Taylor, who advertises his planning practice as fee only, takes commissions from his separate insurance venture. He would be breaking California state law if he were to describe his RIA's compensation structure as "fee and commission," he says, since it receives only fees.

He adds that he explains this two-tiered compensation structure to clients. (The home page of his website describes him as a "a FEE-ONLY Fiduciary Registered Investment Adviser.")

Taylor actually helped the CFP Board rewrite its compensation disclosure rules about a decade ago, says Louis Garday, who was board CEO at the time.

In a July 10 letter to Taylor, which he also shared with Financial Planning, the board asked him to turn over 11 different documents or pieces of information regarding his practice and his insurance license.

INDIVIDUAL VS. FIRM

In response, Taylor threatened to sue the board, objecting to most of the requests on the grounds that the board does not have authority to investigate the actions of his RIA, when it only maintains a legal relationship with him as an individual.

Taylor writes a variant of the following sentence repeatedly in the letter: "If you believe you have the authority to supervise, audit and regulate Taylor & Associates, a California registered investment advisor, then I suggest you contact [the firm] directly for this information and stop harassing me personally."
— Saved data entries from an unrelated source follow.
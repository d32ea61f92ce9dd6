use byteorder::{LittleEndian, WriteBytesExt};
use dbimage::Image;
use std::io::{Result as IoResult, Write};

use crate::format::{image_bytes, write_header, FLAG_EMPTY, FLAG_OCCUPIED};

/// Writes `image` to `w`: header, then every record in slot order.
///
/// # Record Layout
///
/// ```text
/// id(u32) | occupied(u8) | name[max_data] | email[max_data]
/// ```
///
/// Empty slots are written with their (zeroed) text buffers so every record
/// has the same width.
pub fn write_image<W: Write>(w: &mut W, image: &Image) -> IoResult<()> {
    write_header(w, image.geometry())?;
    for row in image.records() {
        w.write_u32::<LittleEndian>(row.id())?;
        let flag = if row.is_occupied() {
            FLAG_OCCUPIED
        } else {
            FLAG_EMPTY
        };
        w.write_u8(flag)?;
        w.write_all(row.name().raw())?;
        w.write_all(row.email().raw())?;
    }
    Ok(())
}

/// Encodes `image` into one contiguous buffer, ready to be written as a
/// single block.
pub fn encode(image: &Image) -> IoResult<Vec<u8>> {
    let geometry = image.geometry();
    let len = image_bytes(geometry.max_data(), geometry.max_rows()).unwrap_or(0);
    let mut buf = Vec::with_capacity(len as usize);
    write_image(&mut buf, image)?;
    Ok(buf)
}
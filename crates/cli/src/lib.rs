//! # slotdb
//!
//! Command-line front end for a single-file, fixed-slot address database.
//!
//! ```text
//! slotdb [--sync] <path> <verb> [params...]
//!
//!   c [--max-data N] [--max-rows N]   create (or truncate) with every slot empty
//!   g <id>                            print one record
//!   s <id> <name> <email>             occupy an empty slot
//!   d <id>                            empty a slot
//!   l [--verbose]                     print every occupied slot
//! ```
//!
//! Every invocation opens the file, runs exactly one operation and, for
//! mutations, rewrites the whole image before closing.

pub mod fatal;
pub mod store;

pub use store::{ErrorKind, Store, StoreError};
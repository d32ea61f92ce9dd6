use byteorder::{LittleEndian, ReadBytesExt};
use dbimage::{Geometry, Image};
use std::io::{BufReader, Cursor, Read, Seek, SeekFrom};

use crate::error::CodecError;
use crate::format::{image_bytes, read_header, FLAG_EMPTY, FLAG_OCCUPIED, HEADER_BYTES};

/// Reads one complete image from `r`.
///
/// The reader is seeked to the end to determine its length and then
/// rewound, so decoding always starts at byte 0 regardless of the current
/// position.
///
/// # Validation
///
/// - The header must describe a valid geometry (`max_data >= 1`,
///   `max_rows >= 1`, at most `dbimage::MAX_IMAGE_BYTES` of records).
/// - The total length must equal exactly what the header implies. This is
///   checked before any record storage is allocated, and the allocation
///   itself is fallible (`CodecError::Image` with `ImageError::Alloc`).
/// - Occupancy flags must be 0 or 1.
/// - Occupied slots must hold NUL-terminated UTF-8 text. The text of empty
///   slots is ignored and comes back zeroed.
///
/// Stored ids are taken as-is, even when they differ from the slot index.
pub fn read_image<R: Read + Seek>(r: &mut R) -> Result<Image, CodecError> {
    let actual = r.seek(SeekFrom::End(0))?;
    r.seek(SeekFrom::Start(0))?;
    if actual < HEADER_BYTES {
        return Err(CodecError::SizeMismatch {
            expected: HEADER_BYTES,
            actual,
        });
    }

    let mut rdr = BufReader::new(r);
    let (max_data, max_rows) = read_header(&mut rdr)?;
    let invalid = CodecError::InvalidHeader { max_data, max_rows };
    let geometry = match Geometry::new(max_data, max_rows) {
        Ok(g) => g,
        Err(_) => return Err(invalid),
    };
    let expected = image_bytes(max_data, max_rows).ok_or(invalid)?;
    if expected != actual {
        return Err(CodecError::SizeMismatch { expected, actual });
    }

    let mut image = Image::new(geometry)?;
    let mut name = vec![0u8; max_data as usize];
    let mut email = vec![0u8; max_data as usize];
    for slot in 0..max_rows {
        let id = rdr.read_u32::<LittleEndian>()?;
        let flag = rdr.read_u8()?;
        rdr.read_exact(&mut name)?;
        rdr.read_exact(&mut email)?;

        let occupied = match flag {
            FLAG_EMPTY => false,
            FLAG_OCCUPIED => {
                check_text(&name, slot, "name")?;
                check_text(&email, slot, "email")?;
                true
            }
            flag => return Err(CodecError::InvalidFlag { slot, flag }),
        };
        image.restore(slot, id, occupied, &name, &email)?;
    }
    Ok(image)
}

/// Decodes an image held entirely in memory.
pub fn decode(bytes: &[u8]) -> Result<Image, CodecError> {
    read_image(&mut Cursor::new(bytes))
}

fn check_text(buf: &[u8], slot: u32, field: &'static str) -> Result<(), CodecError> {
    let end = buf
        .iter()
        .position(|&b| b == 0)
        .ok_or(CodecError::Unterminated { slot, field })?;
    if std::str::from_utf8(&buf[..end]).is_err() {
        return Err(CodecError::InvalidText { slot, field });
    }
    Ok(())
}
impl Geometry {
    pub fn new(max_data: u32, max_rows: u32) -> Result<Self, ImageError> {
        let records = (5 + 2 * max_data as u64).checked_mul(max_rows as u64);
        let too_big = records.map_or(true, |n| n > MAX_IMAGE_BYTES);
        if max_data == 0 || max_rows == 0 || too_big {
            return Err(ImageError::InvalidGeometry { max_data, max_rows });
        }
        Ok(Self { max_data, max_rows })
    }

    pub fn max_data(&self) -> u32 {
        self.max_data
    }

    pub fn max_rows(&self) -> u32 {
        self.max_rows
    }

    /// Returns the slot index for `id`, or `OutOfRange` if it does not fit.
    pub fn check(&self, id: u32) -> Result<usize, ImageError> {
        if id < self.max_rows {
            Ok(id as usize)
        } else {
            Err(ImageError::OutOfRange {
                id,
                max_rows: self.max_rows,
            })
        }
    }

    /// Bytes of text storage: two fields per slot.
    fn arena_len(&self) -> usize {
        self.max_rows as usize * 2 * self.max_data as usize
    }
}

impl Default for Geometry {
    fn default() -> Self {
        Self {
            max_data: DEFAULT_MAX_DATA,
            max_rows: DEFAULT_MAX_ROWS,
        }
    }
}

/// A read-only view of one NUL-terminated text field.
#[derive(Debug, Clone, Copy, PartialEq, Eq)]
pub struct Field<'a> {
    buf: &'a [u8],
}

impl<'a> Field<'a> {
    /// Returns the stored text bytes, without the terminator.
    pub fn as_bytes(&self) -> &'a [u8] {
        let end = self.buf.iter().position(|&b| b == 0).unwrap_or(self.buf.len());
        &self.buf[..end]
    }

    pub fn text(&self) -> Cow<'a, str> {
        String::from_utf8_lossy(self.as_bytes())
    }

    /// The whole buffer, terminator and padding included.
    pub fn raw(&self) -> &'a [u8] {
        self.buf
    }

    pub fn capacity(&self) -> usize {
        self.buf.len()
    }
}

/// Copies `text` into `buf`, truncating to `buf.len() - 1` bytes.
///
/// Input stops at an interior NUL. Truncation backs off to a UTF-8
/// character boundary, so the stored bytes are always valid UTF-8.
fn assign(buf: &mut [u8], text: &str) {
    let text = text.split('\0').next().unwrap_or_default();
    let mut end = text.len().min(buf.len().saturating_sub(1));
    while !text.is_char_boundary(end) {
        end -= 1;
    }
    buf.fill(0);
    buf[..end].copy_from_slice(&text.as_bytes()[..end]);
}

/// Copies a raw field into `buf` and zeroes everything after the first NUL.
fn assign_raw(buf: &mut [u8], raw: &[u8]) {
    buf.copy_from_slice(raw);
    if let Some(end) = buf.iter().position(|&b| b == 0) {
        buf[end..].fill(0);
    }
}

#[derive(Debug, Clone, Copy, PartialEq, Eq)]
struct Slot {
    id: u32,
    occupied: bool,
}

/// One address slot, borrowed from an [`Image`].
#[derive(Debug, Clone, Copy, PartialEq, Eq)]
pub struct Record<'a> {
    id: u32,
    occupied: bool,
    name: Field<'a>,
    email: Field<'a>,
}

impl<'a> Record<'a> {
    pub fn id(&self) -> u32 {
        self.id
    }

    pub fn is_occupied(&self) -> bool {
        self.occupied
    }

    pub fn name(&self) -> Field<'a> {
        self.name
    }

    pub fn email(&self) -> Field<'a> {
        self.email
    }
}

impl fmt::Display for Record<'_> {
    fn fmt(&self, f: &mut fmt::Formatter<'_>) -> fmt::Result {
        write!(f, "{} {} {}", self.id, self.name.text(), self.email.text())
    }
}

/// One line of a listing.
#[derive(Debug, Clone, Copy, PartialEq, Eq)]
pub enum Listing<'a> {
    Record(Record<'a>),
    /// Only produced by verbose listings.
    Vacant(u32),
}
The distinction between an individual planner and that planner's firm is actually a knotty question, says one legal expert.

"The issue reveals a real structur[al] defect of the CFP Board and their disciplinary function in that they only have control over its individual certificants," says securities lawyer Brian Hamburger, who routinely represents planners before the board. "But many of them are employed as agents of companies that are engaged in broader business practices than the certificants," adds Hamburger, who cautions that he is not familiar with the full details of Taylor's situation.

Taylor says that he hesitated to raise these issues about the board in recent years partly because he didn't want to publicize the board's legal problems. When the board began to investigate him, he changed his mind.

PROBE SUSPENDED

On July 30, the board wrote Taylor to say that, given that his CFP was not current, it would be suspending its investigation into his case.
Taylor replied to the board, urging it to continue its investigation of him, even though he had dropped his certification.

To end the investigation without rendering a decision, Taylor wrote to the board, "would in my opinion show an unprecedented lack of confidence in your own rules, procedures and investigative processes … and suggest that, when challenged and things become uncomfortable, you try to 'just get rid of the problem' by allowing the certificant to leave by the back door while declaring the investigation 'suspended.'"

In general, CFP certificants "remain subject to the filing of a complaint under the Standards of Professional Conduct for up to five years following his/her relinquishment of the CFP certification" if the complaint is related to "acts or omissions that occurred prior to relinquishment," Drummond says.